A development plan for the area has designated five precincts: Terminal, Boulevard, General Aviation, Airport Industria and Grasslands. The Road Lodge Hotel was built within this conceptual plan. A range of land uses beyond the hotel are envisaged, including warehousing, hospital care, commercial, service stations, conferencing, retail, motor vehicle dealerships, car rental, logistics hub and a showground.

A major reason for the building of a new airport north of Durban was to stimulate cargo volumes, particularly in the agricultural sector. King Shaka International Airport (KSIA) and the nearby Dube TradePort are intended to complement one another, a good example of the aerotropolis idea. The opening of a R99-million cold-storage facility at Dube TradePort in 2017 gives farmers and exporters additional flexibility, allowing them to store chilled and frozen perishable goods.

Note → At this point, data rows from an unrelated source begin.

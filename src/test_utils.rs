//! Shared test utilities for the points ledger.
//!
//! This module provides common helper functions for setting up test databases
//! and creating test entities with sensible defaults.

use crate::{
    core::{
        balance,
        catalog::{self, ChildProfile},
        query, tasks,
    },
    entities::{child, child_task, reward, rule, task},
    errors::Result,
};
use chrono::{NaiveDate, NaiveDateTime};
use sea_orm::{ConnectOptions, ConnectionTrait, Database, DatabaseConnection};
use std::path::PathBuf;

/// Parent account that owns every entity created by these helpers.
pub const TEST_PARENT: &str = "test-parent";

/// Creates an in-memory `SQLite` database with all tables initialized.
///
/// The pool is capped at one connection; every pooled connection to
/// `sqlite::memory:` would otherwise open its own empty database.
pub async fn setup_test_db() -> Result<DatabaseConnection> {
    let mut options = ConnectOptions::new("sqlite::memory:");
    options.max_connections(1).sqlx_logging(false);
    let db = Database::connect(options).await?;
    crate::config::database::create_tables(&db).await?;
    Ok(db)
}

/// Creates a file-backed `SQLite` database with all tables initialized.
///
/// Uses a rollback journal, so a reader on another connection holds up commits.
/// Returns the connection, its URL (for opening more connections), and the file
/// path for [`remove_file_db`].
pub async fn setup_file_db(name: &str) -> Result<(DatabaseConnection, String, PathBuf)> {
    let path = std::env::temp_dir().join(format!(
        "chore-ledger-{name}-{}.sqlite",
        std::process::id()
    ));
    remove_file_db(&path);
    let url = format!("sqlite://{}?mode=rwc", path.display());

    let mut options = ConnectOptions::new(url.clone());
    options.max_connections(1).sqlx_logging(false);
    let db = Database::connect(options).await?;
    db.execute_unprepared("PRAGMA journal_mode=DELETE").await?;
    crate::config::database::create_tables(&db).await?;
    Ok((db, url, path))
}

/// Removes a database file created by [`setup_file_db`] and its journal.
pub fn remove_file_db(path: &std::path::Path) {
    let _ = std::fs::remove_file(path);
    let _ = std::fs::remove_file(path.with_extension("sqlite-journal"));
}

/// Creates a test child with only a name and a zero balance.
pub async fn create_test_child(
    db: &DatabaseConnection,
    parent_id: &str,
    name: &str,
) -> Result<child::Model> {
    let profile = ChildProfile {
        name: name.to_string(),
        ..Default::default()
    };
    catalog::create_child(db, parent_id, profile).await
}

/// Creates a daily test task.
pub async fn create_test_task(
    db: &DatabaseConnection,
    parent_id: &str,
    label: &str,
    points_reward: i64,
) -> Result<task::Model> {
    catalog::create_task(db, parent_id, label.to_string(), points_reward, true).await
}

/// Creates a test rule.
pub async fn create_test_rule(
    db: &DatabaseConnection,
    parent_id: &str,
    label: &str,
    points_penalty: i64,
) -> Result<rule::Model> {
    catalog::create_rule(db, parent_id, label.to_string(), points_penalty).await
}

/// Creates a test reward.
pub async fn create_test_reward(
    db: &DatabaseConnection,
    parent_id: &str,
    label: &str,
    cost: i64,
) -> Result<reward::Model> {
    catalog::create_reward(db, parent_id, label.to_string(), cost).await
}

/// Sets up a test database with one child holding `points`.
///
/// The returned model reflects the stored balance.
pub async fn setup_with_child(points: i64) -> Result<(DatabaseConnection, child::Model)> {
    let db = setup_test_db().await?;
    let child = create_test_child(&db, TEST_PARENT, "Test Child").await?;
    if points != 0 {
        balance::apply_delta(&db, child.id, points).await?;
    }
    let child = query::find_child(&db, TEST_PARENT, child.id).await?;
    Ok((db, child))
}

/// Sets up a child holding `balance` with one daily task worth `reward`
/// scheduled on [`test_date`].
pub async fn setup_with_scheduled_task(
    balance: i64,
    reward: i64,
) -> Result<(
    DatabaseConnection,
    child::Model,
    task::Model,
    child_task::Model,
)> {
    let (db, child) = setup_with_child(balance).await?;
    let task = create_test_task(&db, TEST_PARENT, "Make the bed", reward).await?;
    let instance = tasks::schedule_task(&db, TEST_PARENT, child.id, task.id, test_date()).await?;
    Ok((db, child, task, instance))
}

/// Fixed due date used by scheduling tests.
#[allow(clippy::unwrap_used)]
pub fn test_date() -> NaiveDate {
    NaiveDate::from_ymd_opt(2024, 6, 15).unwrap()
}

fn test_timestamp() -> NaiveDateTime {
    test_date().and_hms_opt(8, 0, 0).unwrap_or_default()
}

/// Builds a child model without touching a database, for `MockDatabase` results.
pub fn test_child_model(id: i64, parent_id: &str, points: i64) -> child::Model {
    child::Model {
        id,
        parent_id: parent_id.to_string(),
        name: "Test Child".to_string(),
        age: None,
        avatar_url: None,
        custom_color: None,
        points,
        created_at: test_timestamp(),
    }
}

/// Builds a task model without touching a database, for `MockDatabase` results.
pub fn test_task_model(id: i64, parent_id: &str, points_reward: i64) -> task::Model {
    task::Model {
        id,
        parent_id: parent_id.to_string(),
        label: "Make the bed".to_string(),
        points_reward,
        is_daily: true,
        is_deleted: false,
        created_at: test_timestamp(),
        updated_at: test_timestamp(),
    }
}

Dube TradePort is a 3 000-hectare development that encompasses the airport and is ideally situated for any logistics business as it is very close to Africa’s busiest cargo port (at Durban) and 140 km from the deepest natural harbour in the southern hemisphere where the Port of Richards Bay and the Richards Bay Industrial Development Zone (RBIDZ) are located.

Dube TradePort is a Special Economic Zone and it encompasses a cargo terminal, a serviced industrial estate, 12 hectares of office, retail and hospitality space and an agri-zone for growing, packaging and distribution of high-value perishables and horticultural products.

The focus in Cape Town in recent years has been on growing the number of direct flights to the city. A record 10-million arrivals passed through the gates of Cape Town International Airport in 2016 as a result of a programme called Air Access. The next big thing at CTIA is going to be a new runway. Airport Industria is already a well-established commercial and industrial zone. With increased volumes into the airport, it likely to continue to grow. The re-aligned new runway will also open up new commercial opportunities. ACSA is looking to promote economic activity in the previously undeveloped Symphony Way area through site zoning. Commercial and logistics are the two most likely kind of activities suited to the newly targeted area.